Look for "when" in every line of the listing. Copy the lines that have it.

Top of DATA RECORDS

#[tokio::test]
async fn report_for_unknown_code_is_unknown_code() {
    let h = Setup::text_only("").build();
    let err = h
        .pipeline
        .generate_and_save_report("NOPE99", &pairs(1))
        .await
        .unwrap_err();
    assert!(matches!(
        err,
        DeckCoachError::UnknownCode { what: "presentation", ref code } if code == "NOPE99"
    ));
    assert!(err.to_string().starts_with("No presentation found"));
    assert_eq!(h.provider.calls(), 0);

    let err = h.pipeline.load_report("NOPE99").await.unwrap_err();
    assert!(matches!(err, DeckCoachError::UnknownCode { what: "report", .. }));
}

#[tokio::test]
async fn blank_text_layer_without_rendering_is_unreadable() {
    let h = Setup::text_only(" \u{000C} \n ").build();
    let err = h.pipeline.process_document(&deck(), "AB12CD").await.unwrap_err();
    assert!(matches!(
        err,
        DeckCoachError::Extraction(ExtractionError::Unreadable { .. })
    ));
}
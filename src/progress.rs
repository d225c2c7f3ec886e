//! Progress-callback trait for pipeline events.
//!
//! Inject an [`Arc<dyn PipelineProgressCallback>`] via
//! [`crate::config::PipelineConfigBuilder::progress_callback`] to observe a
//! run: state transitions, each slide's generation, and which evaluation
//! strategy a report ended up using.
//!
//! # Example
//!
//! ```rust
//! use edgequake_deckcoach::{PipelineConfig, PipelineProgressCallback};
//! use std::sync::{Arc, atomic::{AtomicUsize, Ordering}};
//!
//! struct CountingCallback {
//!     done: AtomicUsize,
//! }
//!
//! impl PipelineProgressCallback for CountingCallback {
//!     fn on_slide_complete(&self, page: usize, total: usize) {
//!         self.done.fetch_add(1, Ordering::SeqCst);
//!         eprintln!("slide {page}/{total} done");
//!     }
//! }
//!
//! let config = PipelineConfig::builder()
//!     .progress_callback(Arc::new(CountingCallback { done: AtomicUsize::new(0) }))
//!     .build()
//!     .unwrap();
//! ```

use crate::output::PipelineState;
use std::sync::Arc;

/// Which path the batch evaluator took.
#[derive(Debug, Clone, Copy, PartialEq, Eq)]
pub enum EvaluationMode {
    /// One combined call scored every pair.
    Batch,
    /// The combined call failed; pairs were scored one at a time.
    PerItem,
}

/// Called by the pipeline as it moves through a document or report.
///
/// All methods default to no-ops. Implementations must be `Send + Sync`:
/// several documents may be processed concurrently with the same config.
pub trait PipelineProgressCallback: Send + Sync {
    /// The run entered `state`.
    fn on_state_change(&self, state: PipelineState) {
        let _ = state;
    }

    /// Called before the provider is asked about a slide.
    fn on_slide_start(&self, page: usize, total: usize) {
        let _ = (page, total);
    }

    /// Called after a slide's question and speech were attempted.
    fn on_slide_complete(&self, page: usize, total: usize) {
        let _ = (page, total);
    }

    /// The slide's text was too short to be worth a provider call.
    fn on_slide_skipped(&self, page: usize, total: usize) {
        let _ = (page, total);
    }

    /// A non-fatal failure on a slide.
    fn on_slide_error(&self, page: usize, total: usize, error: &str) {
        let _ = (page, total, error);
    }

    /// Evaluation of `pairs` answers started in `mode`.
    fn on_evaluation(&self, mode: EvaluationMode, pairs: usize) {
        let _ = (mode, pairs);
    }
}

/// A no-op implementation for callers that don't need progress events.
pub struct NoopProgressCallback;

impl PipelineProgressCallback for NoopProgressCallback {}

/// Convenience alias matching the type stored in [`crate::config::PipelineConfig`].
pub type ProgressCallback = Arc<dyn PipelineProgressCallback>;
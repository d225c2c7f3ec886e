//! The extraction chain: render first, fall back to direct text.
//!
//! ```text
//! render all pages @ dpi ──ok──────────────────────────────▶ Rendered
//!        │ err
//!        ▼
//! render page-by-page @ fallback_dpi, stop at first failure
//!        │ ≥1 page                          │ 0 pages
//!        ▼                                  ▼
//! patch missing pages from          direct text → split_pages
//! page-aligned direct text          ▶ DirectText
//! ▶ PartiallyRendered
//! ```
//!
//! Rendered pages carry PNG bytes and empty text; recognition fills the text
//! in a later stage. Only an unusable document (empty, not a PDF, or no
//! rendering *and* no direct text) is an [`ExtractionError`].

use crate::error::{ExtractError, ExtractionError, RenderError, SlideIssue};
use crate::output::{Document, ExtractionMethod};
use crate::pipeline::render::{bind_pdfium, RenderedPage, Renderer};
use crate::pipeline::split::{split_aligned, split_pages, PAGE_BREAK};
use async_trait::async_trait;
use std::path::Path;
use tracing::{info, warn};

/// Direct text extraction without rendering.
#[async_trait]
pub trait TextExtractor: Send + Sync {
    /// Whole-document text, pages separated by [`PAGE_BREAK`] when the
    /// extractor knows the boundaries.
    async fn extract_text(&self, document: &Path) -> Result<String, ExtractError>;
}

/// pdfium-backed [`TextExtractor`]; joins per-page text with form feeds.
#[derive(Debug, Clone, Default)]
pub struct PdfiumTextExtractor {
    password: Option<String>,
}

impl PdfiumTextExtractor {
    pub fn new(password: Option<String>) -> Self {
        Self { password }
    }
}

#[async_trait]
impl TextExtractor for PdfiumTextExtractor {
    async fn extract_text(&self, document: &Path) -> Result<String, ExtractError> {
        let path = document.to_path_buf();
        let password = self.password.clone();

        tokio::task::spawn_blocking(move || {
            let pdfium = bind_pdfium().map_err(|e| ExtractError(e.to_string()))?;
            let doc = pdfium
                .load_pdf_from_file(&path, password.as_deref())
                .map_err(|e| ExtractError(format!("{:?}", e)))?;

            let mut pages = Vec::new();
            for page in doc.pages().iter() {
                let text = page
                    .text()
                    .map(|t| t.all())
                    .map_err(|e| ExtractError(format!("{:?}", e)))?;
                pages.push(text);
            }
            Ok(pages.join(&PAGE_BREAK.to_string()))
        })
        .await
        .map_err(|e| ExtractError(format!("text task panicked: {}", e)))?
    }
}

/// A page as it leaves the extraction chain.
#[derive(Debug, Clone, PartialEq, Eq)]
pub struct ExtractedPage {
    pub index: usize,
    pub text: String,
    /// PNG bytes when the page was rendered.
    pub image: Option<Vec<u8>>,
}

#[derive(Debug, Clone)]
pub struct Extraction {
    pub pages: Vec<ExtractedPage>,
    pub method: ExtractionMethod,
    pub issues: Vec<SlideIssue>,
}

impl Extraction {
    pub fn rendered_count(&self) -> usize {
        self.pages.iter().filter(|p| p.image.is_some()).count()
    }
}

/// Reject documents no strategy could read.
pub fn validate(document: &Document) -> Result<(), ExtractionError> {
    if document.bytes.iter().all(|b| b.is_ascii_whitespace()) {
        return Err(ExtractionError::EmptyDocument {
            name: document.name.clone(),
        });
    }
    if !document.bytes.starts_with(b"%PDF") {
        return Err(ExtractionError::NotAPdf {
            name: document.name.clone(),
            magic: document.bytes.iter().take(4).copied().collect(),
        });
    }
    Ok(())
}

/// Render-then-text fallback chain.
pub struct ExtractionChain<'a> {
    pub renderer: &'a dyn Renderer,
    pub text_extractor: &'a dyn TextExtractor,
    pub dpi: u32,
    pub fallback_dpi: u32,
}

impl ExtractionChain<'_> {
    /// Run the chain on a document already written to `path`.
    pub async fn extract(&self, path: &Path, name: &str) -> Result<Extraction, ExtractionError> {
        let (total, rendered) = self.render_with_retry(path).await;

        if rendered.is_empty() {
            info!("{}: no pages rendered, using direct text extraction", name);
            return self.direct_text(path, name).await;
        }

        let total = total.max(rendered.iter().map(|p| p.index).max().unwrap_or(0));
        let mut by_index: Vec<Option<Vec<u8>>> = vec![None; total];
        for page in rendered {
            if let Some(slot) = page.index.checked_sub(1).and_then(|i| by_index.get_mut(i)) {
                *slot = Some(page.png);
            }
        }

        let missing = by_index.iter().filter(|p| p.is_none()).count();
        let aligned = if missing > 0 {
            match self.text_extractor.extract_text(path).await {
                Ok(raw) => split_aligned(&raw),
                Err(e) => {
                    warn!("{}: direct text for unrendered pages unavailable: {}", name, e);
                    Vec::new()
                }
            }
        } else {
            Vec::new()
        };

        let mut issues = Vec::new();
        let pages = by_index
            .into_iter()
            .enumerate()
            .map(|(i, image)| {
                let index = i + 1;
                match image {
                    Some(png) => ExtractedPage {
                        index,
                        text: String::new(),
                        image: Some(png),
                    },
                    None => {
                        issues.push(SlideIssue::NotRendered { page: index });
                        ExtractedPage {
                            index,
                            text: aligned.get(i).cloned().unwrap_or_default(),
                            image: None,
                        }
                    }
                }
            })
            .collect::<Vec<_>>();

        let method = if missing == 0 {
            ExtractionMethod::Rendered
        } else {
            ExtractionMethod::PartiallyRendered
        };
        info!(
            "{}: {} pages, {} rendered ({:?})",
            name,
            pages.len(),
            pages.len() - missing,
            method
        );

        Ok(Extraction {
            pages,
            method,
            issues,
        })
    }

    /// Returns `(page_count, rendered_pages)`; `page_count` is 0 when unknown.
    async fn render_with_retry(&self, path: &Path) -> (usize, Vec<RenderedPage>) {
        let total = match self.renderer.page_count(path).await {
            Ok(n) => n,
            Err(e) => {
                warn!("Renderer unavailable: {}", e);
                return (0, Vec::new());
            }
        };
        if total == 0 {
            return (0, Vec::new());
        }

        let all: Vec<usize> = (1..=total).collect();
        let first_error = match self.renderer.render(path, &all, self.dpi).await {
            Ok(pages) => return (total, pages),
            Err(e) => e,
        };
        warn!(
            "Rendering at {} DPI failed ({}); retrying page by page at {} DPI",
            self.dpi, first_error, self.fallback_dpi
        );

        let mut rendered = Vec::new();
        for index in all {
            match self.renderer.render(path, &[index], self.fallback_dpi).await {
                Ok(mut pages) => rendered.append(&mut pages),
                Err(e) => {
                    log_stop(index, &e);
                    break;
                }
            }
        }
        (total, rendered)
    }

    async fn direct_text(&self, path: &Path, name: &str) -> Result<Extraction, ExtractionError> {
        let raw = self
            .text_extractor
            .extract_text(path)
            .await
            .map_err(|e| ExtractionError::Unreadable {
                name: name.to_string(),
                detail: e.to_string(),
            })?;

        let pages = split_pages(&raw)
            .into_iter()
            .enumerate()
            .map(|(i, text)| ExtractedPage {
                index: i + 1,
                text,
                image: None,
            })
            .collect::<Vec<_>>();
        if pages.is_empty() {
            return Err(ExtractionError::Unreadable {
                name: name.to_string(),
                detail: "no rendered pages and no text layer".to_string(),
            });
        }
        info!("{}: {} pages from direct text", name, pages.len());

        Ok(Extraction {
            pages,
            method: ExtractionMethod::DirectText,
            issues: Vec::new(),
        })
    }
}

fn log_stop(index: usize, error: &RenderError) {
    warn!("Low-resolution render stopped at page {}: {}", index, error);
}

#[cfg(test)]
mod tests {
    use super::*;

    #[test]
    fn validate_rejects_empty_and_non_pdf() {
        let empty = Document::new("a.pdf", b"  \n".to_vec());
        assert!(matches!(
            validate(&empty),
            Err(ExtractionError::EmptyDocument { .. })
        ));

        let png = Document::new("a.pdf", b"\x89PNG....".to_vec());
        match validate(&png) {
            Err(ExtractionError::NotAPdf { magic, .. }) => assert_eq!(magic, b"\x89PNG".to_vec()),
            other => panic!("unexpected {other:?}"),
        }

        assert!(validate(&Document::new("a.pdf", b"%PDF-1.7\n".to_vec())).is_ok());
    }
}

Bottom of DATA RECORDS

*SOLUTION FOR THIS EXERCISE*
    /// Whole-document text, pages separated by [`PAGE_BREAK`] when the
    /// PNG bytes when the page was rendered.
    /// Returns `(page_count, rendered_pages)`; `page_count` is 0 when unknown.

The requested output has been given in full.